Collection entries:
_ _ _ _ _

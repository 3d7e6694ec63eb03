//! Per-source enrichment drivers
//!
//! Each driver wraps one external collector with the decision logic the
//! collector itself must not contain: skip keys whose prior attempt is
//! terminal, catch per-key failures into status records, checkpoint
//! partial progress every few attempts, and pace requests with a fixed
//! inter-request delay. A single key's failure never halts the batch.

pub mod library_catalog;
pub mod openalex;
pub mod openlibrary;

pub use library_catalog::LibraryCatalogEnricher;
pub use openalex::OpenAlexEnricher;
pub use openlibrary::OpenLibraryEnricher;

use std::collections::BTreeMap;
use std::time::Duration;

/// Driver tunables shared by all sources
#[derive(Debug, Clone)]
pub struct EnricherConfig {
    /// Flush or append a checkpoint after this many completed attempts
    pub save_every: usize,
    /// Fixed delay between requests (source rate limit)
    pub request_delay: Duration,
}

impl Default for EnricherConfig {
    fn default() -> Self {
        Self {
            save_every: 5,
            request_delay: Duration::from_millis(400),
        }
    }
}

impl EnricherConfig {
    /// Zero-delay config for tests and offline replays
    pub fn immediate(save_every: usize) -> Self {
        Self {
            save_every,
            request_delay: Duration::ZERO,
        }
    }
}

/// Per-source outcome counts reported to the operator
///
/// The only failure surface a run exposes: how many keys ended in each
/// status, plus how many were skipped as already terminal.
#[derive(Debug, Clone, Default)]
pub struct EnrichmentSummary {
    pub source: String,
    pub attempted: usize,
    pub skipped: usize,
    pub status_counts: BTreeMap<String, usize>,
}

impl EnrichmentSummary {
    pub fn new(source: impl Into<String>) -> Self {
        Self {
            source: source.into(),
            ..Default::default()
        }
    }

    pub fn record_status(&mut self, status: String) {
        *self.status_counts.entry(status).or_insert(0) += 1;
    }
}
//! Shared types for the bookfuse catalog pipeline
//!
//! Everything that must behave identically across crates lives here:
//! the common error type, data directory resolution, and above all the
//! identity normalization rules that make cross-source joins possible.

pub mod config;
pub mod error;
pub mod normalize;

pub use error::{Error, Result};
//! Checkpoint I/O for enrichment tables
//!
//! Two persistence strategies, matching how each source is keyed:
//!
//! - **Merge-on-write** (small tables keyed by a domain identifier):
//!   the whole table is rewritten atomically, one row per key, and
//!   loading re-derives keys and folds duplicates through `upgrade`.
//! - **Append-only** (row_id-keyed tables with large text payloads):
//!   new rows are appended and completeness is recovered at load time
//!   by scanning the key column (resume-by-skip, not resume-by-merge).
//!
//! Neither layout is safe under concurrent writers; single-writer
//! access per checkpoint file is assumed.

use crate::state::EnrichmentTable;
use crate::types::{KeyedRecord, QualityScore};
use bookfuse_common::Result;
use serde::de::DeserializeOwned;
use serde::Serialize;
use std::collections::HashSet;
use std::fs::OpenOptions;
use std::path::Path;
use tracing::{debug, warn};

/// Load a merge-on-write checkpoint into an enrichment table
///
/// Keys are re-derived from each persisted row (defensive
/// re-normalization); rows whose key fails to normalize are dropped,
/// and duplicate keys are folded through the best-of rule.
pub fn load_best_table<R>(path: &Path) -> Result<EnrichmentTable<R>>
where
    R: DeserializeOwned + KeyedRecord + QualityScore,
{
    let mut table = EnrichmentTable::new();

    if !path.exists() {
        debug!(path = %path.display(), "No checkpoint yet, starting empty");
        return Ok(table);
    }

    let mut reader = csv::ReaderBuilder::new().flexible(true).from_path(path)?;
    let mut dropped = 0usize;

    for row in reader.deserialize::<R>() {
        let record = match row {
            Ok(record) => record,
            Err(e) => {
                // Tolerate malformed rows; a checkpoint must never
                // refuse to load because one line was truncated.
                warn!(path = %path.display(), error = %e, "Skipping malformed checkpoint row");
                continue;
            }
        };

        match record.canonical_key() {
            Some(key) => table.upgrade(key, record),
            None => dropped += 1,
        }
    }

    if dropped > 0 {
        warn!(
            path = %path.display(),
            dropped,
            "Dropped checkpoint rows with unnormalizable keys"
        );
    }

    debug!(
        path = %path.display(),
        keys = table.len(),
        "Loaded merge-on-write checkpoint"
    );

    Ok(table)
}

/// Atomically overwrite a merge-on-write checkpoint
///
/// Writes one row per key, sorted by key, to a temp file and renames
/// it into place so an interrupted flush never truncates the previous
/// snapshot.
pub fn flush_table<R>(table: &EnrichmentTable<R>, path: &Path) -> Result<()>
where
    R: Serialize + QualityScore,
{
    if let Some(parent) = path.parent() {
        std::fs::create_dir_all(parent)?;
    }

    let tmp_path = path.with_extension("csv.tmp");
    {
        let mut writer = csv::Writer::from_path(&tmp_path)?;
        for (_, record) in table.sorted_records() {
            writer.serialize(record)?;
        }
        writer.flush()?;
    }
    std::fs::rename(&tmp_path, path)?;

    debug!(path = %path.display(), keys = table.len(), "Flushed checkpoint");
    Ok(())
}

/// Scan an append-only checkpoint for the set of row_ids already done
///
/// Completeness is recovered from the key column alone; payload
/// columns are not re-validated. Malformed rows are skipped.
pub fn load_done_ids(path: &Path) -> Result<HashSet<i64>> {
    let mut done = HashSet::new();

    if !path.exists() {
        return Ok(done);
    }

    let mut reader = csv::ReaderBuilder::new().flexible(true).from_path(path)?;
    let key_index = reader
        .headers()?
        .iter()
        .position(|h| h.trim() == "row_id");

    let Some(key_index) = key_index else {
        warn!(path = %path.display(), "Append log has no row_id column, treating as empty");
        return Ok(done);
    };

    for row in reader.records() {
        let Ok(row) = row else { continue };
        if let Some(raw) = row.get(key_index) {
            if let Ok(id) = raw.trim().parse::<i64>() {
                done.insert(id);
            }
        }
    }

    debug!(path = %path.display(), done = done.len(), "Scanned append log");
    Ok(done)
}

/// Load every parseable row from an append-only checkpoint
///
/// Malformed rows are skipped with a warning, like `load_best_table`;
/// duplicate keys are preserved in file order for the caller to
/// resolve.
pub fn load_records<R: DeserializeOwned>(path: &Path) -> Result<Vec<R>> {
    let mut records = Vec::new();

    if !path.exists() {
        return Ok(records);
    }

    let mut reader = csv::ReaderBuilder::new().flexible(true).from_path(path)?;
    for row in reader.deserialize::<R>() {
        match row {
            Ok(record) => records.push(record),
            Err(e) => {
                warn!(path = %path.display(), error = %e, "Skipping malformed checkpoint row");
            }
        }
    }

    debug!(path = %path.display(), rows = records.len(), "Loaded append log");
    Ok(records)
}

/// Append newly computed rows to an append-only checkpoint
///
/// The header is written only when the file is created.
pub fn append_records<R: Serialize>(path: &Path, rows: &[R]) -> Result<()> {
    if rows.is_empty() {
        return Ok(());
    }

    if let Some(parent) = path.parent() {
        std::fs::create_dir_all(parent)?;
    }

    let exists = path.exists();
    let file = OpenOptions::new().create(true).append(true).open(path)?;
    let mut writer = csv::WriterBuilder::new()
        .has_headers(!exists)
        .from_writer(file);

    for row in rows {
        writer.serialize(row)?;
    }
    writer.flush()?;

    debug!(path = %path.display(), appended = rows.len(), "Appended checkpoint rows");
    Ok(())
}

#[cfg(test)]
mod tests {
    use super::*;
    use crate::types::{LibraryCatalogRecord, LibraryCatalogStatus, OpenLibraryRecord, OpenLibraryStatus};
    use tempfile::TempDir;

    fn lc_record(isbn: &str, status: &str, summary: Option<&str>) -> LibraryCatalogRecord {
        LibraryCatalogRecord {
            isbn: isbn.to_string(),
            detail_url: None,
            subjects: None,
            summary: summary.map(str::to_string),
            status: LibraryCatalogStatus::from(status.to_string()),
        }
    }

    fn ol_record(row_id: i64) -> OpenLibraryRecord {
        OpenLibraryRecord {
            row_id,
            isbn: Some("0306406152".to_string()),
            status: OpenLibraryStatus::Ok,
            title: Some("Title".to_string()),
            authors: None,
            publisher: None,
            publish_date: None,
            number_of_pages: None,
            work_key: None,
            description: None,
            subjects: None,
        }
    }

    #[test]
    fn flush_then_load_roundtrips_best_records() {
        let tmp = TempDir::new().unwrap();
        let path = tmp.path().join("library_catalog.csv");

        let mut table = EnrichmentTable::new();
        table.upgrade("0306406152", lc_record("0306406152", "ok", Some("A summary.")));
        table.upgrade("0000123456", lc_record("0000123456", "timeout", None));

        flush_table(&table, &path).unwrap();
        let loaded: EnrichmentTable<LibraryCatalogRecord> = load_best_table(&path).unwrap();

        assert_eq!(loaded.len(), 2);
        assert_eq!(
            loaded.get("0306406152").unwrap().summary.as_deref(),
            Some("A summary.")
        );
        assert_eq!(
            loaded.get("0000123456").unwrap().status,
            LibraryCatalogStatus::Timeout
        );
    }

    #[test]
    fn load_renormalizes_keys_and_drops_bad_rows() {
        let tmp = TempDir::new().unwrap();
        let path = tmp.path().join("library_catalog.csv");

        // Hyphenated and unnormalizable keys straight from a raw file
        std::fs::write(
            &path,
            "isbn,detail_url,subjects,summary,status\n\
             0-306-40615-2,,Physics,,ok\n\
             nan,,,,ok\n",
        )
        .unwrap();

        let loaded: EnrichmentTable<LibraryCatalogRecord> = load_best_table(&path).unwrap();
        assert_eq!(loaded.len(), 1);
        assert!(loaded.get("0306406152").is_some());
    }

    #[test]
    fn load_folds_duplicate_keys_through_upgrade() {
        let tmp = TempDir::new().unwrap();
        let path = tmp.path().join("library_catalog.csv");

        std::fs::write(
            &path,
            "isbn,detail_url,subjects,summary,status\n\
             0306406152,,,,timeout\n\
             0-306-40615-2,,,A summary.,ok\n",
        )
        .unwrap();

        let loaded: EnrichmentTable<LibraryCatalogRecord> = load_best_table(&path).unwrap();
        assert_eq!(loaded.len(), 1);
        assert_eq!(
            loaded.get("0306406152").unwrap().status,
            LibraryCatalogStatus::Ok
        );
    }

    #[test]
    fn missing_checkpoint_loads_empty() {
        let tmp = TempDir::new().unwrap();
        let path = tmp.path().join("absent.csv");
        let loaded: EnrichmentTable<LibraryCatalogRecord> = load_best_table(&path).unwrap();
        assert!(loaded.is_empty());
        assert!(load_done_ids(&path).unwrap().is_empty());
    }

    #[test]
    fn append_log_accumulates_and_reports_done_ids() {
        let tmp = TempDir::new().unwrap();
        let path = tmp.path().join("openlibrary.csv");

        append_records(&path, &[ol_record(0), ol_record(1)]).unwrap();
        append_records(&path, &[ol_record(2)]).unwrap();

        let done = load_done_ids(&path).unwrap();
        assert_eq!(done.len(), 3);
        assert!(done.contains(&0) && done.contains(&1) && done.contains(&2));

        let rows: Vec<OpenLibraryRecord> = load_records(&path).unwrap();
        assert_eq!(rows.len(), 3);
        assert_eq!(rows[2].row_id, 2);

        // Header written exactly once
        let content = std::fs::read_to_string(&path).unwrap();
        assert_eq!(content.matches("row_id").count(), 1);
    }

    #[test]
    fn done_ids_tolerate_malformed_rows() {
        let tmp = TempDir::new().unwrap();
        let path = tmp.path().join("openlibrary.csv");

        std::fs::write(
            &path,
            "row_id,isbn,status\n7,0306406152,ok\nnot_a_number,x,ok\n9,0306406152,ok\n",
        )
        .unwrap();

        let done = load_done_ids(&path).unwrap();
        assert_eq!(done, HashSet::from([7, 9]));
    }
}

_ _ _ _ _

### Problem statement
Up to and including the line with "(source rate limit)", output every line of the records above exactly, starting from the first; output nothing else.

### Result of this task
repository 3d7e6694ec63eb03
//! Per-source enrichment drivers
//!
//! Each driver wraps one external collector with the decision logic the
//! collector itself must not contain: skip keys whose prior attempt is
//! terminal, catch per-key failures into status records, checkpoint
//! partial progress every few attempts, and pace requests with a fixed
//! inter-request delay. A single key's failure never halts the batch.

pub mod library_catalog;
pub mod openalex;
pub mod openlibrary;

pub use library_catalog::LibraryCatalogEnricher;
pub use openalex::OpenAlexEnricher;
pub use openlibrary::OpenLibraryEnricher;

use std::collections::BTreeMap;
use std::time::Duration;

/// Driver tunables shared by all sources
#[derive(Debug, Clone)]
pub struct EnricherConfig {
    /// Flush or append a checkpoint after this many completed attempts
    pub save_every: usize,
    /// Fixed delay between requests (source rate limit)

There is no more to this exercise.